Supplied information START
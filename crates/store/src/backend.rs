//! The storage port trait.

use async_trait::async_trait;
use serde_json::Value;
use webpilot_core::WorkflowId;
use webpilot_workflow::{DescriptionVersion, Plan, PlanVersion};

use crate::error::StoreError;
use crate::record::{Record, RecordStatus};

/// A partial update to a record.
///
/// `merge_data` merges fields into `data` under the caller-specified
/// node alias; other namespaces are never touched. `clear_error` resets
/// `error_message` (used when a record recovers on retry).
#[derive(Debug, Clone, Default)]
pub struct RecordPatch {
    /// `(alias, fields)` to merge into `data[alias]`.
    pub merge_data: Option<(String, serde_json::Map<String, Value>)>,
    /// New lifecycle status.
    pub status: Option<RecordStatus>,
    /// New failure detail.
    pub error_message: Option<String>,
    /// Reset `error_message` to none.
    pub clear_error: bool,
}

impl RecordPatch {
    /// A patch that merges fields under an alias.
    #[must_use]
    pub fn merge(alias: impl Into<String>, fields: serde_json::Map<String, Value>) -> Self {
        Self {
            merge_data: Some((alias.into(), fields)),
            ..Self::default()
        }
    }

    /// A patch that only changes the status.
    #[must_use]
    pub fn status(status: RecordStatus) -> Self {
        Self {
            status: Some(status),
            ..Self::default()
        }
    }

    /// Add a status change to this patch.
    #[must_use]
    pub fn with_status(mut self, status: RecordStatus) -> Self {
        self.status = Some(status);
        self
    }

    /// Add an error message to this patch.
    #[must_use]
    pub fn with_error(mut self, message: impl Into<String>) -> Self {
        self.error_message = Some(message.into());
        self
    }
}

/// Workflow-scoped persistence: globals, records, plan/description
/// versions, and the browser-state snapshot.
///
/// Implementations must make each operation atomic per key. Writes made
/// during an execution are visible to subsequent reads of the same
/// workflow immediately.
#[async_trait]
pub trait StoreBackend: Send + Sync {
    /// Read a global by key path.
    async fn get_global(
        &self,
        workflow: WorkflowId,
        key: &str,
    ) -> Result<Option<Value>, StoreError>;

    /// Upsert a global by key path.
    async fn set_global(
        &self,
        workflow: WorkflowId,
        key: &str,
        value: Value,
    ) -> Result<(), StoreError>;

    /// Delete a global. Deleting a variable never touches records.
    async fn delete_global(&self, workflow: WorkflowId, key: &str) -> Result<(), StoreError>;

    /// Clear every global. Records are untouched.
    async fn clear_globals(&self, workflow: WorkflowId) -> Result<(), StoreError>;

    /// All globals whose key path starts with `prefix` (all of them when
    /// `None`), keyed by their full key path.
    async fn scan_globals(
        &self,
        workflow: WorkflowId,
        prefix: Option<&str>,
    ) -> Result<serde_json::Map<String, Value>, StoreError>;

    /// Create a record. Fails if the id already exists.
    async fn create_record(&self, workflow: WorkflowId, record: Record) -> Result<(), StoreError>;

    /// Read a record by id.
    async fn get_record(
        &self,
        workflow: WorkflowId,
        record_id: &str,
    ) -> Result<Option<Record>, StoreError>;

    /// Apply a partial update to a record.
    async fn update_record(
        &self,
        workflow: WorkflowId,
        record_id: &str,
        patch: RecordPatch,
    ) -> Result<Record, StoreError>;

    /// Delete a record by id.
    async fn delete_record(
        &self,
        workflow: WorkflowId,
        record_id: &str,
    ) -> Result<(), StoreError>;

    /// Records whose id matches the pattern (`email_*`, exact id, or
    /// `*`), in creation order.
    async fn list_records(
        &self,
        workflow: WorkflowId,
        pattern: &str,
    ) -> Result<Vec<Record>, StoreError>;

    /// Delete every record of the workflow.
    async fn clear_records(&self, workflow: WorkflowId) -> Result<(), StoreError>;

    /// The latest description version, if any.
    async fn description(
        &self,
        workflow: WorkflowId,
    ) -> Result<Option<DescriptionVersion>, StoreError>;

    /// Append a description version; returns the created version.
    async fn append_description(
        &self,
        workflow: WorkflowId,
        text: String,
        reason: Option<String>,
    ) -> Result<DescriptionVersion, StoreError>;

    /// The latest plan version, if any.
    async fn plan(&self, workflow: WorkflowId) -> Result<Option<PlanVersion>, StoreError>;

    /// Append a plan version; returns the created version.
    async fn append_plan(
        &self,
        workflow: WorkflowId,
        plan: Plan,
        reason: Option<String>,
    ) -> Result<PlanVersion, StoreError>;

    /// The persisted browser-state snapshot, if any.
    async fn browser_state(&self, workflow: WorkflowId) -> Result<Option<Value>, StoreError>;

    /// Replace the persisted browser-state snapshot.
    async fn set_browser_state(
        &self,
        workflow: WorkflowId,
        state: Value,
    ) -> Result<(), StoreError>;
}
//! Record identifier pattern helpers.
//!
//! Record ids follow `<type>_<number>` (e.g. `email_001`). The template
//! resolver uses [`is_record_id`] to decide whether the first segment of
//! a path addresses a record, and the store uses [`matches_pattern`] for
//! `type_*`-style record scans.

use std::sync::OnceLock;

use regex::Regex;

/// First-segment record-id shape: `^[a-z_][a-z0-9_]*_\d+$`.
fn record_id_regex() -> &'static Regex {
    static RE: OnceLock<Regex> = OnceLock::new();
    RE.get_or_init(|| Regex::new(r"^[a-z_][a-z0-9_]*_\d+$").expect("static regex"))
}

/// Whether `s` has the shape of a record id.
#[must_use]
pub fn is_record_id(s: &str) -> bool {
    record_id_regex().is_match(s)
}

/// Whether a record id matches a scan pattern.
///
/// A trailing `*` matches any suffix (`email_*` matches `email_001`);
/// a pattern without `*` must match exactly.
#[must_use]
pub fn matches_pattern(record_id: &str, pattern: &str) -> bool {
    match pattern.strip_suffix('*') {
        Some(prefix) => record_id.starts_with(prefix),
        None => record_id == pattern,
    }
}

/// Format a 1-based record index, zero-padded to the default width of 3.
#[must_use]
pub fn format_index(index: usize) -> String {
    format!("{index:03}")
}

#[cfg(test)]
mod tests {
    use super::*;

    #[test]
    fn record_ids_match() {
        for s in ["email_001", "order_12", "a_1", "invoice_line_007"] {
            assert!(is_record_id(s), "{s} should be a record id");
        }
    }

    #[test]
    fn non_record_ids_rejected() {
        for s in ["email", "Email_001", "email_", "_", "email-001", "1_2x"] {
            assert!(!is_record_id(s), "{s} should not be a record id");
        }
    }

    #[test]
    fn wildcard_pattern_matches_prefix() {
        assert!(matches_pattern("email_001", "email_*"));
        assert!(matches_pattern("email_002", "email_*"));
        assert!(!matches_pattern("order_001", "email_*"));
    }

    #[test]
    fn exact_pattern_requires_equality() {
        assert!(matches_pattern("email_001", "email_001"));
        assert!(!matches_pattern("email_001", "email_002"));
    }

    #[test]
    fn bare_star_matches_everything() {
        assert!(matches_pattern("email_001", "*"));
        assert!(matches_pattern("order_9", "*"));
    }

    #[test]
    fn index_is_zero_padded_to_three() {
        assert_eq!(format_index(1), "001");
        assert_eq!(format_index(42), "042");
        assert_eq!(format_index(1234), "1234");
    }
}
Supplied information END
Task details: For each line in the data that holds the word "bool", copy the line.

Output below:
    pub clear_error: bool,
pub fn is_record_id(s: &str) -> bool {
pub fn matches_pattern(record_id: &str, pattern: &str) -> bool {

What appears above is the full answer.